[Extracted records]
[Start of section]

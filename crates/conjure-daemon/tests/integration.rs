use conjure_daemon::config::{Config, ContextConfig, DaemonConfig, HistoryConfig};
use conjure_daemon::server::Server;
use conjure_generator::GeneratorConfig;
use conjure_protocol::*;
use std::time::Duration;
use tokio::io::{AsyncBufReadExt, AsyncWriteExt, BufReader};
use tokio::net::UnixStream;

/// Create a test config with unique socket and history paths.
fn test_config(name: &str) -> Config {
    let pid = std::process::id();
    Config {
        daemon: DaemonConfig {
            socket_path: format!("/tmp/conjure-test-{name}-{pid}.sock"),
            log_level: "warn".to_string(),
        },
        generator: GeneratorConfig::default(),
        context: ContextConfig {
            enabled: false,
            query_timeout_ms: 100,
        },
        history: HistoryConfig {
            path: format!("/tmp/conjure-test-{name}-{pid}-history"),
        },
    }
}

/// A config whose generator is "configured" but points at a dead endpoint,
/// so the pipeline runs without ever reaching a real API.
fn test_config_with_generator(name: &str) -> Config {
    let mut config = test_config(name);
    config.generator = GeneratorConfig {
        api_key: Some("sk-test".to_string()),
        model: None,
        endpoint: Some("http://127.0.0.1:1/v1/messages".to_string()),
        timeout_ms: 2000,
        max_tokens: 256,
    };
    config
}

/// Send a JSON-RPC request and read the response.
async fn send_request(
    socket_path: &str,
    method: &str,
    params: Option<serde_json::Value>,
) -> JsonRpcResponse {
    let stream = UnixStream::connect(socket_path).await.unwrap();
    let (reader, mut writer) = stream.into_split();

    let request = JsonRpcRequest::new(method, params, RequestId::Number(1));
    let json = serde_json::to_string(&request).unwrap();

    writer.write_all(json.as_bytes()).await.unwrap();
    writer.write_all(b"\n").await.unwrap();
    writer.flush().await.unwrap();

    let mut reader = BufReader::new(reader);
    let mut line = String::new();
    reader.read_line(&mut line).await.unwrap();

    serde_json::from_str(&line).unwrap()
}

/// Start a daemon server in the background for testing.
async fn start_test_server(config: Config) {
    let server = Server::new(config);
    tokio::spawn(async move {
        let _ = server.run().await;
    });
    // Give the server a moment to bind
    tokio::time::sleep(Duration::from_millis(100)).await;
}

fn cleanup(config: &Config) {
    let _ = std::fs::remove_file(&config.daemon.socket_path);
    let _ = std::fs::remove_dir_all(&config.history.path);
}

#[tokio::test]
async fn test_status_request() {
    let config = test_config("status");
    let socket = config.daemon.socket_path.clone();

    start_test_server(config).await;

    let response = send_request(&socket, methods::STATUS, None).await;

    assert!(response.error.is_none(), "Status should not return error");
    let result = response.result.unwrap();
    assert_eq!(result["status"], "running");
    assert_eq!(result["state"], "idle");
    assert_eq!(result["generator_configured"], false);

    let _ = std::fs::remove_file(&socket);
}

#[tokio::test]
async fn test_invalid_method() {
    let config = test_config("method");
    let socket = config.daemon.socket_path.clone();

    start_test_server(config).await;

    let response = send_request(&socket, "nonexistent/method", None).await;

    assert!(response.error.is_some());
    assert_eq!(response.error.unwrap().code, METHOD_NOT_FOUND);

    let _ = std::fs::remove_file(&socket);
}

#[tokio::test]
async fn test_generate_missing_params() {
    let config = test_config("params");
    let socket = config.daemon.socket_path.clone();

    start_test_server(config).await;

    let response = send_request(&socket, methods::GENERATE, None).await;

    assert!(response.error.is_some());
    assert_eq!(response.error.unwrap().code, INVALID_PARAMS);

    let _ = std::fs::remove_file(&socket);
}

#[tokio::test]
async fn test_generate_without_generator() {
    let config = test_config("nogen");
    let socket = config.daemon.socket_path.clone();

    start_test_server(config).await;

    let params = serde_json::json!({"text": "list files"});
    let response = send_request(&socket, methods::GENERATE, Some(params)).await;

    let error = response.error.unwrap();
    assert_eq!(error.code, GENERATION_FAILED);
    assert!(error.message.contains("not configured"));

    let _ = std::fs::remove_file(&socket);
}

#[tokio::test]
async fn test_generate_empty_request_is_rejected_before_loading() {
    let config = test_config_with_generator("empty");
    let socket = config.daemon.socket_path.clone();

    start_test_server(config).await;

    let params = serde_json::json!({"text": "   "});
    let response = send_request(&socket, methods::GENERATE, Some(params)).await;
    assert_eq!(response.error.unwrap().code, EMPTY_REQUEST);

    // validation failures never leave idle
    let status = send_request(&socket, methods::STATUS, None).await;
    assert_eq!(status.result.unwrap()["state"], "idle");

    let _ = std::fs::remove_file(&socket);
}

#[tokio::test]
async fn test_failed_generation_surfaces_error_and_records_nothing() {
    let config = test_config_with_generator("dead-endpoint");
    let socket = config.daemon.socket_path.clone();
    let cleanup_config = test_config_with_generator("dead-endpoint");

    start_test_server(config).await;

    let params = serde_json::json!({"text": "list files sorted by size"});
    let response = send_request(&socket, methods::GENERATE, Some(params)).await;
    assert_eq!(response.error.unwrap().code, GENERATION_FAILED);

    // the failed request was not recorded
    let history = send_request(&socket, methods::HISTORY_LIST, None).await;
    let entries = &history.result.unwrap()["entries"];
    assert_eq!(entries.as_array().unwrap().len(), 0);

    let status = send_request(&socket, methods::STATUS, None).await;
    assert_eq!(status.result.unwrap()["state"], "error");

    cleanup(&cleanup_config);
}

#[tokio::test]
async fn test_history_list_and_clear() {
    let config = test_config("history");
    let socket = config.daemon.socket_path.clone();
    let cleanup_config = test_config("history");

    start_test_server(config).await;

    let response = send_request(&socket, methods::HISTORY_LIST, None).await;
    let result = response.result.unwrap();
    assert!(result["entries"].as_array().unwrap().is_empty());

    let response = send_request(&socket, methods::HISTORY_CLEAR, None).await;
    assert!(response.error.is_none());

    let response = send_request(&socket, methods::HISTORY_LIST, None).await;
    assert!(response.result.unwrap()["entries"]
        .as_array()
        .unwrap()
        .is_empty());

    cleanup(&cleanup_config);
}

[End of section]

• [What you should do] Return every line of the records in which the word "DaemonConfig" is found.

• [Exercise solution]
use conjure_daemon::config::{Config, ContextConfig, DaemonConfig, HistoryConfig};
        daemon: DaemonConfig {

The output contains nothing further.